ESV: So you also must consider yourselves dead to sin and alive to God in Christ Jesus. Romans 6:11

The point is, that if we believe that our salvation is because Jesus is alive, and since He is alive in God, then we must see ourselves as alive in God as well. God would not have us alive in Him if we were still under the power of sin! We are alive in God, and sin has no power over God! Therefore sin has no power over us, because we died to sin and are now alive IN GOD!

How Does Reckoning Work? Reckoning Is Faith In Action!

“You Count Upon Something”

  • This doesn’t just happen! – It is something the believer can & must do daily.
  • Christ’s’ death & resurrection has altered their position & they should live in accordance w/the new reality.
  • He doesn’t say that sin is dead! But that we are to count ourselves as dead to it!

Faith accepts God’s fact. Faith is always founded upon the past. Hope relates to the future. Faith is the substantiating of things hoped for. Because we have faith in what God did in the past, we can have hope in the future.

Jesus said this about faith:

Therefore I tell you, whatever you ask for in prayer, believe that you have received it, and it will be yours. Mark 11:24

Faith believes God has already done it! If you pray hoping God will do something, that is not faith! Faith always relates to the past, that God has already done something. If you say God can, God may, God will, God must, you do not have faith. Faith always says GOD HAS DONE IT!

So when do we have faith in our crucifixion? Not when you say God can, God will, God must crucify me. You have faith in what God has done when you exclaim “Praise God I am crucified!”

Reckoning makes real that which you accept by faith! Because I believe I am crucified with Christ, I am now count myself dead to sin!

The Two greatest facts in history are:

  1. All Our Sins Are Dealt With By The Blood
  2. We Ourselves Are Dealt With By The Cross

Barriers to Reckoning

  • Doubt of the divine facts

The devil comes to us and says, there is something stirring inside you.

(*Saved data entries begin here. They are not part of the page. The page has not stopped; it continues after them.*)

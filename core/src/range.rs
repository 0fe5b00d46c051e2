// core/src/range.rs
//
// Pure helpers behind the range selection controls. All total: invalid user
// input maps to None/0, never to a panic.

/// Index of the element closest to `value` in an ascending slice.
///
/// Binary search for the insertion point, then the immediate predecessor is
/// compared; equal distances resolve to the predecessor. Values above the
/// range clamp to the last index. Empty slice -> 0 (defined degenerate case;
/// callers guard zero-length data separately). O(log n).
pub fn find_closest_index(sorted: &[f64], value: f64) -> usize {
    if sorted.is_empty() {
        return 0;
    }

    let idx = sorted
        .partition_point(|&t| t < value)
        .min(sorted.len() - 1);
    if idx == 0 {
        return 0;
    }

    let prev = idx - 1;
    if (sorted[idx] - value).abs() < (sorted[prev] - value).abs() {
        idx
    } else {
        prev
    }
}

/// Parse a user-entered time value, accepting comma or dot decimals.
/// `None` on garbage; recoverable validation, not a pipeline error.
pub fn parse_time_input(text: &str) -> Option<f64> {
    let normalized = text.trim().replacen(',', ".", 1);
    normalized.parse::<f64>().ok().filter(|v| v.is_finite())
}

/// Parse a step count for the nudge buttons; magnitude only, 0 on garbage.
pub fn parse_step(text: &str) -> usize {
    text.trim()
        .parse::<i64>()
        .map(|v| v.unsigned_abs() as usize)
        .unwrap_or(0)
}

/// Display form of a time value in the range inputs.
pub fn format_time(time: f64) -> String {
    format!("{time:.3}")
}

How can you say you are dead to sin? God deals directly with our sins by blotting them out with the blood of Jesus. But God deals with our sin nature in an indirect way. He doesn’t remove the sin nature, he doesn’t remove this sinful flesh, he simply kills the go between, our “old self.”

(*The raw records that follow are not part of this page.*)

//! In-memory stand-in for the reference tables API

use async_trait::async_trait;
use std::collections::BTreeMap;
use std::sync::atomic::{AtomicUsize, Ordering};
use std::sync::Mutex;
use std::time::Duration;

use super::common::HttpResponse;
use super::error::ApiError;
use super::reference_tables::{
    CreateTableRequest, FileMetadataPayload, PatchTableRequest, ReferenceTablesApi,
    TableAttributes, TableData, TableList, TableResult, REFERENCE_TABLE_TYPE,
};

#[derive(Default)]
pub struct CallCounts {
    pub list: AtomicUsize,
    pub get: AtomicUsize,
    pub create: AtomicUsize,
    pub update: AtomicUsize,
    pub delete: AtomicUsize,
}

/// Keeps tables in a map and answers the way the real service does
#[derive(Default)]
pub struct FakeTablesApi {
    tables: Mutex<BTreeMap<String, TableData>>,
    next_id: AtomicUsize,
    pub calls: CallCounts,
    pub create_status: Mutex<Option<u16>>,
    pub update_status: Mutex<Option<u16>>,
    pub delete_on_update: Mutex<bool>,
    pub delay: Mutex<Option<Duration>>,
    pub last_create: Mutex<Option<serde_json::Value>>,
    pub last_update: Mutex<Option<serde_json::Value>>,
}

impl FakeTablesApi {
    pub fn new() -> Self {
        Self::default()
    }

    /// Seeds a stored table, returning its id
    pub fn insert(&self, id: &str, attributes: TableAttributes) -> String {
        let data = TableData {
            id: Some(id.to_string()),
            data_type: Some(REFERENCE_TABLE_TYPE.to_string()),
            attributes: Some(attributes),
            unparsed: Default::default(),
        };
        self.tables.lock().unwrap().insert(id.to_string(), data);
        id.to_string()
    }

    pub fn insert_raw(&self, data: TableData) {
        let id = data.id.clone().unwrap_or_default();
        self.tables.lock().unwrap().insert(id, data);
    }

    pub fn stored(&self, id: &str) -> Option<TableData> {
        self.tables.lock().unwrap().get(id).cloned()
    }

    pub fn len(&self) -> usize {
        self.tables.lock().unwrap().len()
    }

    pub fn count(counter: &AtomicUsize) -> usize {
        counter.load(Ordering::SeqCst)
    }

    async fn pause(&self) {
        let delay = *self.delay.lock().unwrap();
        if let Some(delay) = delay {
            tokio::time::sleep(delay).await;
        }
    }

    fn not_found() -> ApiError {
        ApiError::ApiError {
            status: 404,
            message: "Not Found".to_string(),
            errors: vec!["Not Found".to_string()],
        }
    }
}

#[async_trait]
impl ReferenceTablesApi for FakeTablesApi {
    async fn list_tables(&self) -> Result<TableList, ApiError> {
        self.calls.list.fetch_add(1, Ordering::SeqCst);
        self.pause().await;
        Ok(TableList {
            data: self.tables.lock().unwrap().values().cloned().collect(),
            unparsed: Default::default(),
        })
    }

    async fn get_table(&self, id: &str) -> Result<HttpResponse<TableResult>, ApiError> {
        self.calls.get.fetch_add(1, Ordering::SeqCst);
        self.pause().await;
        let data = self.stored(id).ok_or_else(Self::not_found)?;
        Ok(HttpResponse {
            status: 200,
            body: TableResult::new(data),
        })
    }

    async fn create_reference_table(
        &self,
        request: &CreateTableRequest,
    ) -> Result<HttpResponse<TableResult>, ApiError> {
        self.calls.create.fetch_add(1, Ordering::SeqCst);
        *self.last_create.lock().unwrap() = serde_json::to_value(request).ok();
        self.pause().await;

        let n = self.next_id.fetch_add(1, Ordering::SeqCst) + 1;
        let id = format!("tbl-{}", n);
        let attributes = &request.data.attributes;
        let file_metadata = match &attributes.file_metadata {
            FileMetadataPayload::LocalFile { .. } => serde_json::json!({"error_row_count": 0}),
            FileMetadataPayload::CloudStorage { access_details, .. } => serde_json::json!({
                "access_details": access_details.bucket_name,
                "sync_enabled": true
            }),
        };
        self.insert(
            &id,
            TableAttributes {
                table_name: Some(attributes.table_name.clone()),
                description: attributes.description.clone(),
                source: Some(attributes.source.clone()),
                schema: Some(attributes.schema.clone()),
                tags: attributes.tags.clone(),
                created_by: Some("creator-uuid".to_string()),
                last_updated_by: Some("creator-uuid".to_string()),
                row_count: Some(0),
                status: Some("INITIALIZED".to_string()),
                updated_at: Some("2026-01-01T00:00:00Z".to_string()),
                file_metadata: Some(file_metadata),
                unparsed: Default::default(),
            },
        );

        let status = self.create_status.lock().unwrap().unwrap_or(200);
        let data = self.stored(&id).unwrap();
        Ok(HttpResponse {
            status,
            body: TableResult::new(data),
        })
    }

    async fn update_reference_table(
        &self,
        id: &str,
        request: &PatchTableRequest,
    ) -> Result<u16, ApiError> {
        self.calls.update.fetch_add(1, Ordering::SeqCst);
        *self.last_update.lock().unwrap() = serde_json::to_value(request).ok();
        self.pause().await;

        let mut tables = self.tables.lock().unwrap();
        let table = tables.get_mut(id).ok_or_else(Self::not_found)?;
        let stored = table.attributes.get_or_insert_with(Default::default);
        let patch = &request.data.attributes;
        stored.schema = Some(patch.schema.clone());
        stored.description = patch.description.clone();
        stored.tags = patch.tags.clone();
        stored.last_updated_by = Some("updater-uuid".to_string());

        if *self.delete_on_update.lock().unwrap() {
            tables.remove(id);
        }

        Ok(self.update_status.lock().unwrap().unwrap_or(200))
    }

    async fn delete_table(&self, id: &str) -> Result<u16, ApiError> {
        self.calls.delete.fetch_add(1, Ordering::SeqCst);
        self.pause().await;
        self.tables
            .lock()
            .unwrap()
            .remove(id)
            .map(|_| 200)
            .ok_or_else(Self::not_found)
    }
}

We don’t have victory over sin, wed on’t overcome our sin, only Christ has done that. What we do have is the power to be delivered from sin. That power is by reckoning what God has done in the past as true in our present.

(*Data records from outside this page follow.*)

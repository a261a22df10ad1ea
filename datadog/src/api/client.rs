use reqwest::header::{ACCEPT, CONTENT_TYPE};
use serde::de::DeserializeOwned;
use serde::Serialize;
use std::sync::Arc;
use std::time::Duration;
use url::Url;

use super::common::{ApiErrorResponse, HttpResponse};
use super::error::ApiError;

pub const DEFAULT_API_URL: &str = "https://api.datadoghq.com";
pub const DEFAULT_TIMEOUT: Duration = Duration::from_secs(30);

const API_KEY_HEADER: &str = "DD-API-KEY";
const APP_KEY_HEADER: &str = "DD-APPLICATION-KEY";

/// Datadog API client
///
/// Every call is a single attempt. Retrying is left to whoever owns the
/// operation, since a retried create can leave a duplicate table behind.
#[derive(Clone)]
pub struct Client {
    inner: Arc<ClientInner>,
}

struct ClientInner {
    http_client: reqwest::Client,
    base_url: String,
    api_key: String,
    app_key: String,
}

#[derive(Debug, Clone)]
pub struct ClientConfig {
    pub api_url: String,
    pub api_key: String,
    pub app_key: String,
    pub timeout: Duration,
}

impl ClientConfig {
    pub fn new(api_url: &str, api_key: &str, app_key: &str) -> Self {
        Self {
            api_url: api_url.to_string(),
            api_key: api_key.to_string(),
            app_key: app_key.to_string(),
            timeout: DEFAULT_TIMEOUT,
        }
    }
}

impl Client {
    /// Create a new API client with the default timeout
    pub fn new(api_url: &str, api_key: &str, app_key: &str) -> Result<Self, ApiError> {
        Self::with_config(ClientConfig::new(api_url, api_key, app_key))
    }

    pub fn with_config(config: ClientConfig) -> Result<Self, ApiError> {
        let parsed = Url::parse(&config.api_url)
            .map_err(|e| ApiError::InvalidUrl(format!("{}: {}", config.api_url, e)))?;
        if parsed.scheme() != "http" && parsed.scheme() != "https" {
            return Err(ApiError::InvalidUrl(format!(
                "{}: scheme must be http or https",
                config.api_url
            )));
        }

        let http_client = reqwest::Client::builder()
            .timeout(config.timeout)
            .user_agent(concat!("terraform-provider-datadog/", env!("CARGO_PKG_VERSION")))
            .build()?;

        Ok(Self {
            inner: Arc::new(ClientInner {
                http_client,
                base_url: config.api_url.trim_end_matches('/').to_string(),
                api_key: config.api_key,
                app_key: config.app_key,
            }),
        })
    }

    pub fn base_url(&self) -> &str {
        &self.inner.base_url
    }

    /// Execute a GET request and decode the JSON body
    pub async fn get<T: DeserializeOwned>(&self, path: &str) -> Result<HttpResponse<T>, ApiError> {
        let url = format!("{}{}", self.inner.base_url, path);
        tracing::debug!("GET request to: {}", url);

        let response = self.send(self.inner.http_client.get(&url), path).await?;
        Self::parse_success_response(response).await
    }

    /// Execute a POST request with a JSON body and decode the JSON reply
    pub async fn post<T: DeserializeOwned, B: Serialize>(
        &self,
        path: &str,
        body: &B,
    ) -> Result<HttpResponse<T>, ApiError> {
        let url = format!("{}{}", self.inner.base_url, path);
        tracing::debug!("POST request to: {}", url);

        let request = self
            .inner
            .http_client
            .post(&url)
            .header(CONTENT_TYPE, "application/json")
            .json(body);
        let response = self.send(request, path).await?;
        Self::parse_success_response(response).await
    }

    /// Execute a PATCH request whose reply carries no body worth decoding
    pub async fn patch<B: Serialize>(&self, path: &str, body: &B) -> Result<u16, ApiError> {
        let url = format!("{}{}", self.inner.base_url, path);
        tracing::debug!("PATCH request to: {}", url);

        let request = self
            .inner
            .http_client
            .patch(&url)
            .header(CONTENT_TYPE, "application/json")
            .json(body);
        let response = self.send(request, path).await?;
        Ok(response.status().as_u16())
    }

    /// Execute a DELETE request
    pub async fn delete(&self, path: &str) -> Result<u16, ApiError> {
        let url = format!("{}{}", self.inner.base_url, path);
        tracing::debug!("DELETE request to: {}", url);

        let response = self
            .send(self.inner.http_client.delete(&url), path)
            .await?;
        Ok(response.status().as_u16())
    }

    async fn send(
        &self,
        request: reqwest::RequestBuilder,
        path: &str,
    ) -> Result<reqwest::Response, ApiError> {
        let response = request
            .header(API_KEY_HEADER, &self.inner.api_key)
            .header(APP_KEY_HEADER, &self.inner.app_key)
            .header(ACCEPT, "application/json")
            .send()
            .await?;

        let status = response.status();
        tracing::debug!("{} responded with {}", path, status);

        if status.is_success() {
            Ok(response)
        } else {
            Err(Self::handle_error_response(response).await)
        }
    }

    async fn parse_success_response<T: DeserializeOwned>(
        response: reqwest::Response,
    ) -> Result<HttpResponse<T>, ApiError> {
        let status = response.status().as_u16();
        let text = response.text().await?;
        tracing::trace!("API response body: {}", text);

        match serde_json::from_str::<T>(&text) {
            Ok(body) => Ok(HttpResponse { status, body }),
            Err(e) => {
                tracing::error!("Failed to deserialize response: {}, body: {}", e, text);
                Err(ApiError::ParseError(e.to_string()))
            }
        }
    }

    async fn handle_error_response(response: reqwest::Response) -> ApiError {
        let status = response.status().as_u16();
        let text = response
            .text()
            .await
            .unwrap_or_else(|_| "Unknown error".to_string());

        let errors = serde_json::from_str::<ApiErrorResponse>(&text)
            .map(|body| body.errors)
            .unwrap_or_default();
        let message = if errors.is_empty() {
            text
        } else {
            errors.join("; ")
        };

        ApiError::ApiError {
            status,
            message,
            errors,
        }
    }
}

Our daily choice is what facts to count on and live by: the facts of our daily experiences or the mightier fact that we are “IN CHRIST” and our old man is crucified in Him.

What facts are you placing your faith in?

Faith is the substantiating of things hoped for, the vidence of things unseen! How do you substantiate something? We substantiate things everyday.

I hold up a white towel. It is already white, but my eyes look at it and communicate with my brain to substantiate that it is white. Now if the socks are navy blue I may have to go outside in the sunlight to substantiate that they are not black, but indeed are navy blue.

You cannot substantiate divine things with your fleshly sight or touch.There is only one way to substantiate the invisible things of God – by faith. Faith makes the real things (even though they be invisible) of God become real in my experience!

Faith substantiates to me the things of Christ!

To faith, God’s Word is true, to a doubting mind not illumined by the Holy Spirit, it is not true, but a lie!

Whatever contradicts the truth of God’s Word we are to regard as a lie of the devil.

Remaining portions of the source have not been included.